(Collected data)
* * * * * * *
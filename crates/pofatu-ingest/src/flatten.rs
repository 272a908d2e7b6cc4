//! Flattening the Excel workbook into one CSV file per sheet.

use std::fmt;
use std::fs::File;
use std::io::BufReader;
use std::path::{Path, PathBuf};

use calamine::{Data, Reader, Xlsx, XlsxError, open_workbook};
use tracing::debug;

use crate::error::{IngestError, Result};
use crate::sheet::file_name_for;

/// Writes every worksheet of a workbook as a CSV file into a directory.
pub trait WorkbookFlattener: fmt::Debug {
    /// Returns the paths of the files written.
    fn flatten(&self, workbook: &Path, out_dir: &Path) -> Result<Vec<PathBuf>>;
}

/// Default flattener backed by `calamine`.
///
/// Cells keep their physical position: leading empty rows and columns that
/// the worksheet range omits are written out as empty cells.
#[derive(Debug, Clone, Copy, Default)]
pub struct XlsxFlattener;

impl WorkbookFlattener for XlsxFlattener {
    fn flatten(&self, workbook: &Path, out_dir: &Path) -> Result<Vec<PathBuf>> {
        if !workbook.exists() {
            return Err(IngestError::WorkbookNotFound {
                path: workbook.to_path_buf(),
            });
        }
        let workbook_error = |message: String| IngestError::Workbook {
            path: workbook.to_path_buf(),
            message,
        };
        let mut excel: Xlsx<BufReader<File>> =
            open_workbook(workbook).map_err(|e: XlsxError| workbook_error(e.to_string()))?;
        std::fs::create_dir_all(out_dir).map_err(|source| IngestError::FileWrite {
            path: out_dir.to_path_buf(),
            source,
        })?;

        let mut written = Vec::new();
        for name in excel.sheet_names() {
            let range = excel
                .worksheet_range(&name)
                .map_err(|e| workbook_error(format!("sheet '{name}': {e}")))?;
            let path = out_dir.join(file_name_for(&name));
            let mut writer = csv::WriterBuilder::new()
                .flexible(true)
                .from_path(&path)
                .map_err(|source| IngestError::CsvWrite {
                    path: path.clone(),
                    source,
                })?;
            let write_error = |source| IngestError::CsvWrite {
                path: path.clone(),
                source,
            };

            let (first_row, first_col) = range.start().unwrap_or((0, 0));
            for _ in 0..first_row {
                writer.write_record([""]).map_err(write_error)?;
            }
            for row in range.rows() {
                let record = std::iter::repeat_n(String::new(), first_col as usize)
                    .chain(row.iter().map(cell_text));
                writer.write_record(record).map_err(write_error)?;
            }
            writer.flush().map_err(|source| IngestError::FileWrite {
                path: path.clone(),
                source,
            })?;
            debug!(sheet = %name, rows = range.height(), path = %path.display(), "wrote sheet");
            written.push(path);
        }
        Ok(written)
    }
}

/// Text of a cell as it would be typed in the sheet.
fn cell_text(data: &Data) -> String {
    match data {
        Data::Empty => String::new(),
        Data::String(s) | Data::DateTimeIso(s) | Data::DurationIso(s) => s.clone(),
        Data::Float(f) => float_text(*f),
        Data::Int(i) => i.to_string(),
        Data::Bool(b) => b.to_string(),
        Data::DateTime(dt) => float_text(dt.as_f64()),
        Data::Error(e) => format!("#ERROR: {e:?}"),
    }
}

/// Integral floats are written without a fractional part (`12`, not `12.0`).
fn float_text(value: f64) -> String {
    if value.is_finite() && value.fract() == 0.0 && value.abs() < 1e15 {
        format!("{value:.0}")
    } else {
        value.to_string()
    }
}

#[cfg(test)]
mod tests {
    use super::*;

    #[test]
    fn test_cell_text() {
        assert_eq!(cell_text(&Data::Float(12.0)), "12");
        assert_eq!(cell_text(&Data::Float(-0.25)), "-0.25");
        assert_eq!(cell_text(&Data::Int(7)), "7");
        assert_eq!(cell_text(&Data::Empty), "");
        assert_eq!(cell_text(&Data::String("≤0.3".to_string())), "≤0.3");
    }

    #[test]
    fn test_missing_workbook() {
        let dir = tempfile::tempdir().unwrap();
        let err = XlsxFlattener
            .flatten(&dir.path().join("Pofatu Dataset.xlsx"), dir.path())
            .unwrap_err();
        assert!(matches!(err, IngestError::WorkbookNotFound { .. }));
    }

    #[test]
    fn test_unreadable_workbook() {
        let dir = tempfile::tempdir().unwrap();
        let workbook = dir.path().join("Pofatu Dataset.xlsx");
        std::fs::write(&workbook, "not a zip archive").unwrap();

        let err = XlsxFlattener
            .flatten(&workbook, &dir.path().join("csv"))
            .unwrap_err();
        match err {
            IngestError::Workbook { path, .. } => assert_eq!(path, workbook),
            other => panic!("unexpected error: {other}"),
        }
    }
}
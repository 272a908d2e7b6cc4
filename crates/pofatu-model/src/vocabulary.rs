//! Controlled vocabularies for free-text sheet fields.
//!
//! Each [`Vocabulary`] is a closed list of canonical terms. Classifying a raw
//! cell yields a [`Term`], which keeps "no value" ([`Term::Empty`]) apart
//! from "value outside the list" ([`Term::Unrecognized`]).

use std::collections::BTreeMap;
use std::fmt;
use std::str::FromStr;

use serde::{Serialize, Serializer};

use crate::error::{ModelError, Result};

/// A named, closed list of canonical terms.
#[derive(Debug, Clone, Copy, PartialEq, Eq)]
pub struct Vocabulary {
    pub name: &'static str,
    pub terms: &'static [&'static str],
}

pub static SAMPLE_CATEGORY: Vocabulary = Vocabulary {
    name: "sample category",
    terms: &["SOURCE", "ARTEFACT", "ARTEFACT USED AS SOURCE"],
};

pub static ARTEFACT_CATEGORY: Vocabulary = Vocabulary {
    name: "artefact category",
    terms: &[
        "ABRADER",
        "ADZE",
        "ADZE BLANK",
        "ADZE BUTT",
        "ADZE FLAKE",
        "ADZE PREFORM",
        "ADZE REJECT",
        "CHISEL",
        "COBBLE",
        "CORE",
        "FLAKE",
        "FLAKE (RETOUCHED)",
        "FLAKE WITH CORTEX",
        "FLAKE WITH GROUND SURFACE",
        "FLAKE WITH POLISHED SURFACE",
        "GRINDSTONE",
        "HAMMERSTONE",
        "NATURAL PEBBLE",
        "OVENSTONE",
        "PICK",
        "POUNDER",
        "SCRAPER",
        "SHATTER",
        "UNKNOWN",
    ],
};

pub static ARTEFACT_ATTRIBUTES: Vocabulary = Vocabulary {
    name: "artefact attributes",
    terms: &[
        "COMPLETE",
        "FRAGMENT",
        "FRAGMENT (BLADE)",
        "FRAGMENT (BUTT)",
        "FRAGMENT (DISTAL)",
        "FRAGMENT (MESIAL)",
        "FRAGMENT (PROXIMAL)",
        "REWORKED",
        "UNKNOWN",
    ],
};

pub static ARTEFACT_COLLECTION_TYPE: Vocabulary = Vocabulary {
    name: "artefact collection type",
    terms: &[
        "EXCAVATION",
        "MUSEUM COLLECTION",
        "PRIVATE COLLECTION",
        "SURVEY",
        "UNKNOWN",
    ],
};

pub static SITE_CONTEXT: Vocabulary = Vocabulary {
    name: "site context",
    terms: &[
        "AGRICULTURAL",
        "CEREMONIAL",
        "DEFENSIVE",
        "DOMESTIC",
        "FUNERAL",
        "MIDDEN",
        "NATURAL",
        "QUARRY",
        "ROCKSHELTER",
        "WORKSHOP",
        "UNKNOWN",
    ],
};

pub static ANALYZED_MATERIAL_1: Vocabulary = Vocabulary {
    name: "analyzed material 1",
    terms: &[
        "Fused disk",
        "Glass",
        "Groundmass",
        "Mineral",
        "Volcanic glass",
        "Whole rock",
    ],
};

pub static ANALYZED_MATERIAL_2: Vocabulary = Vocabulary {
    name: "analyzed material 2",
    terms: &[
        "Chip",
        "Core sample",
        "Flake",
        "Intact artefact",
        "Polished section",
        "Powder",
        "Thin section",
    ],
};

/// Every vocabulary, in sheet order.
pub fn all_vocabularies() -> [&'static Vocabulary; 7] {
    [
        &SAMPLE_CATEGORY,
        &ARTEFACT_CATEGORY,
        &ARTEFACT_ATTRIBUTES,
        &ARTEFACT_COLLECTION_TYPE,
        &SITE_CONTEXT,
        &ANALYZED_MATERIAL_1,
        &ANALYZED_MATERIAL_2,
    ]
}

/// Outcome of classifying a raw cell against a vocabulary.
#[derive(Debug, Clone, PartialEq, Eq)]
pub enum Term {
    /// The cell was empty.
    Empty,
    /// A canonical term from the vocabulary.
    Known(&'static str),
    /// A non-empty value outside the vocabulary, kept as written.
    Unrecognized(String),
}

impl Term {
    pub fn as_str(&self) -> Option<&str> {
        match self {
            Term::Empty => None,
            Term::Known(term) => Some(*term),
            Term::Unrecognized(value) => Some(value.as_str()),
        }
    }

    pub fn is_empty(&self) -> bool {
        matches!(self, Term::Empty)
    }

    pub fn is_recognized(&self) -> bool {
        !matches!(self, Term::Unrecognized(_))
    }
}

impl Serialize for Term {
    fn serialize<S: Serializer>(&self, serializer: S) -> std::result::Result<S::Ok, S::Error> {
        match self.as_str() {
            Some(value) => serializer.serialize_str(value),
            None => serializer.serialize_none(),
        }
    }
}

impl Vocabulary {
    /// Returns the canonical spelling of `value` if it belongs to the list.
    ///
    /// Matching ignores case and repeated inner whitespace.
    pub fn lookup(&self, value: &str) -> Option<&'static str> {
        let wanted = normalize_term(value);
        self.terms
            .iter()
            .copied()
            .find(|term| normalize_term(term) == wanted)
    }

    /// Classifies a raw cell, consulting `typos` (keyed by the upper-cased
    /// misspelling) before giving up.
    pub fn classify(&self, raw: Option<&str>, typos: &BTreeMap<String, String>) -> Term {
        let Some(value) = raw.map(str::trim).filter(|value| !value.is_empty()) else {
            return Term::Empty;
        };
        if let Some(term) = self.lookup(value) {
            return Term::Known(term);
        }
        if let Some(term) = typos
            .get(&normalize_term(value))
            .and_then(|corrected| self.lookup(corrected))
        {
            return Term::Known(term);
        }
        Term::Unrecognized(value.to_string())
    }
}

/// Upper-cases a term and collapses inner whitespace, the form used for
/// vocabulary and typo-map lookups.
pub fn normalize_term(value: &str) -> String {
    value
        .split_whitespace()
        .collect::<Vec<_>>()
        .join(" ")
        .to_uppercase()
}

/// How unrecognized values in optional vocabulary fields are treated.
#[derive(Debug, Clone, Copy, PartialEq, Eq, Default, Serialize)]
pub enum VocabularyStrictness {
    /// Unrecognized values are an error.
    Strict,
    /// Unrecognized values are kept and reported.
    #[default]
    Lenient,
}

impl VocabularyStrictness {
    /// Applies the strictness policy to a classified term.
    pub fn check(self, vocabulary: &Vocabulary, term: Term) -> Result<Term> {
        match (self, term) {
            (VocabularyStrictness::Strict, Term::Unrecognized(value)) => {
                Err(ModelError::UnknownTerm {
                    vocabulary: vocabulary.name,
                    value,
                })
            }
            (_, term) => Ok(term),
        }
    }
}

/// Sample category.
#[derive(Debug, Clone, Copy, PartialEq, Eq, Hash, Serialize)]
pub enum SampleCategory {
    #[serde(rename = "SOURCE")]
    Source,
    #[serde(rename = "ARTEFACT")]
    Artefact,
    #[serde(rename = "ARTEFACT USED AS SOURCE")]
    ArtefactUsedAsSource,
}

impl SampleCategory {
    pub fn as_str(&self) -> &'static str {
        match self {
            SampleCategory::Source => "SOURCE",
            SampleCategory::Artefact => "ARTEFACT",
            SampleCategory::ArtefactUsedAsSource => "ARTEFACT USED AS SOURCE",
        }
    }

    /// Parses the sample category cell.
    ///
    /// Empty cells and the `*` placeholder mean "no category". Any other value
    /// outside the vocabulary is rejected regardless of strictness.
    pub fn parse(raw: Option<&str>, typos: &BTreeMap<String, String>) -> Result<Option<Self>> {
        if raw.is_some_and(|value| value.trim() == "*") {
            return Ok(None);
        }
        match SAMPLE_CATEGORY.classify(raw, typos) {
            Term::Empty => Ok(None),
            Term::Known(term) => term.parse().map(Some),
            Term::Unrecognized(value) => Err(ModelError::InvalidSampleCategory { value }),
        }
    }
}

impl fmt::Display for SampleCategory {
    fn fmt(&self, f: &mut fmt::Formatter<'_>) -> fmt::Result {
        f.write_str(self.as_str())
    }
}

impl FromStr for SampleCategory {
    type Err = ModelError;

    fn from_str(s: &str) -> Result<Self> {
        match normalize_term(s).as_str() {
            "SOURCE" => Ok(SampleCategory::Source),
            "ARTEFACT" => Ok(SampleCategory::Artefact),
            "ARTEFACT USED AS SOURCE" => Ok(SampleCategory::ArtefactUsedAsSource),
            _ => Err(ModelError::InvalidSampleCategory {
                value: s.to_string(),
            }),
        }
    }
}

#[cfg(test)]
mod tests {
    use super::*;

    fn typos() -> BTreeMap<String, String> {
        BTreeMap::from([("ADZE PREFROM".to_string(), "ADZE PREFORM".to_string())])
    }

    #[test]
    fn test_classify_known_ignores_case_and_spacing() {
        assert_eq!(
            ARTEFACT_CATEGORY.classify(Some(" adze   preform "), &typos()),
            Term::Known("ADZE PREFORM")
        );
        assert_eq!(
            ANALYZED_MATERIAL_1.classify(Some("WHOLE ROCK"), &typos()),
            Term::Known("Whole rock")
        );
    }

    #[test]
    fn test_classify_uses_typo_map() {
        assert_eq!(
            ARTEFACT_CATEGORY.classify(Some("Adze prefrom"), &typos()),
            Term::Known("ADZE PREFORM")
        );
    }

    #[test]
    fn test_classify_empty_and_unrecognized() {
        assert_eq!(SITE_CONTEXT.classify(None, &typos()), Term::Empty);
        assert_eq!(SITE_CONTEXT.classify(Some("  "), &typos()), Term::Empty);
        assert_eq!(
            SITE_CONTEXT.classify(Some("Beach"), &typos()),
            Term::Unrecognized("Beach".to_string())
        );
    }

    #[test]
    fn test_strictness() {
        let term = Term::Unrecognized("Beach".to_string());
        assert!(
            VocabularyStrictness::Lenient
                .check(&SITE_CONTEXT, term.clone())
                .is_ok()
        );
        let err = VocabularyStrictness::Strict
            .check(&SITE_CONTEXT, term)
            .unwrap_err();
        assert!(matches!(
            err,
            ModelError::UnknownTerm {
                vocabulary: "site context",
                ..
            }
        ));
        assert_eq!(
            VocabularyStrictness::Strict
                .check(&SITE_CONTEXT, Term::Empty)
                .unwrap(),
            Term::Empty
        );
    }

    #[test]
    fn test_sample_category() {
        let typos = BTreeMap::new();
        assert_eq!(
            SampleCategory::parse(Some("artefact used as source"), &typos).unwrap(),
            Some(SampleCategory::ArtefactUsedAsSource)
        );
        assert_eq!(SampleCategory::parse(Some("*"), &typos).unwrap(), None);
        assert_eq!(SampleCategory::parse(None, &typos).unwrap(), None);
        assert!(SampleCategory::parse(Some("ROCK"), &typos).is_err());
    }
}
//! Cross-reference validation for Pofatu datasets.
//!
//! [`validate`] checks built entities against each other and against the
//! bibliography. Problems are either raised (no sink) or reported to a
//! [`ProblemSink`] and counted.
//!
//! # Example
//!
//! ```ignore
//! use pofatu_validate::{TracingSink, ValidationInput, validate};
//!
//! let snapshot = dataset.load()?;
//! let bib = dataset.bibliography()?;
//! let problems = validate(
//!     &ValidationInput::from_snapshot(&snapshot),
//!     &bib,
//!     Some(&mut TracingSink),
//! )?;
//! ```

mod drift;
mod error;
mod problem;
mod validator;

// === Errors ===
pub use error::{Result, ValidationError};

// === Problems ===
pub use problem::{CollectingSink, Problem, ProblemKind, ProblemSink, TracingSink};

// === Checks ===
pub use drift::{VocabularyDrift, vocabulary_drift};
pub use validator::{ValidationInput, validate};
//! Pofatu dataset CLI.

use std::io::{self, IsTerminal};

use clap::{ColorChoice, Parser};
use pofatu_cli::cli::{Cli, Command, LogFormatArg, LogLevelArg};
use pofatu_cli::commands::{open_dataset, run_check, run_dump, run_flatten, run_stats};
use pofatu_cli::logging::{LogConfig, LogFormat, init_logging};
use pofatu_cli::summary::{print_check, print_stats};
use tracing::level_filters::LevelFilter;

fn main() {
    let cli = Cli::parse();
    cli.color.write_global();
    let log_config = log_config_from_cli(&cli);
    if let Err(error) = init_logging(&log_config) {
        eprintln!("error: failed to initialize logging: {error}");
        std::process::exit(1);
    }
    let exit_code = match run(&cli) {
        Ok(code) => code,
        Err(error) => {
            eprintln!("error: {error:#}");
            1
        }
    };
    std::process::exit(exit_code);
}

fn run(cli: &Cli) -> anyhow::Result<i32> {
    match &cli.command {
        Command::Dump(args) => {
            let dataset = open_dataset(&cli.source)?;
            run_dump(&dataset, args, &mut io::stdout().lock())?;
            Ok(0)
        }
        Command::Check(args) => {
            let dataset = open_dataset(&cli.source)?;
            let report = run_check(&dataset, args)?;
            print_check(&report);
            Ok(if report.has_problems() { 1 } else { 0 })
        }
        Command::Stats(args) => {
            let dataset = open_dataset(&cli.source)?;
            let report = run_stats(&dataset)?;
            if args.json {
                println!("{}", serde_json::to_string_pretty(&report)?);
            } else {
                print_stats(&report);
            }
            Ok(0)
        }
        Command::Flatten => {
            for path in run_flatten(&cli.source)? {
                println!("{}", path.display());
            }
            Ok(0)
        }
    }
}

/// Build logging configuration from CLI flags with consistent precedence.
fn log_config_from_cli(cli: &Cli) -> LogConfig {
    let mut config = LogConfig {
        level_filter: cli.verbosity.tracing_level_filter(),
        ..LogConfig::default()
    };
    config.use_env_filter = !(cli.verbosity.is_present() || cli.log_level.is_some());
    if let Some(level) = cli.log_level {
        config.level_filter = match level {
            LogLevelArg::Error => LevelFilter::ERROR,
            LogLevelArg::Warn => LevelFilter::WARN,
            LogLevelArg::Info => LevelFilter::INFO,
            LogLevelArg::Debug => LevelFilter::DEBUG,
            LogLevelArg::Trace => LevelFilter::TRACE,
        };
    }
    config.format = match cli.log_format {
        LogFormatArg::Pretty => LogFormat::Pretty,
        LogFormatArg::Compact => LogFormat::Compact,
        LogFormatArg::Json => LogFormat::Json,
    };
    config.log_file = cli.log_file.clone();
    config.with_ansi = match cli.color.color {
        ColorChoice::Always => true,
        ColorChoice::Never => false,
        ColorChoice::Auto => cli.log_file.is_none() && io::stderr().is_terminal(),
    };
    config
}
* * * * * * *
§ **YOUR TASK**
Go through the records and gather the lines that hold "rows".

§ **ANSWER SPACE**
/// Cells keep their physical position: leading empty rows and columns that
            for row in range.rows() {
            debug!(sheet = %name, rows = range.height(), path = %path.display(), "wrote sheet");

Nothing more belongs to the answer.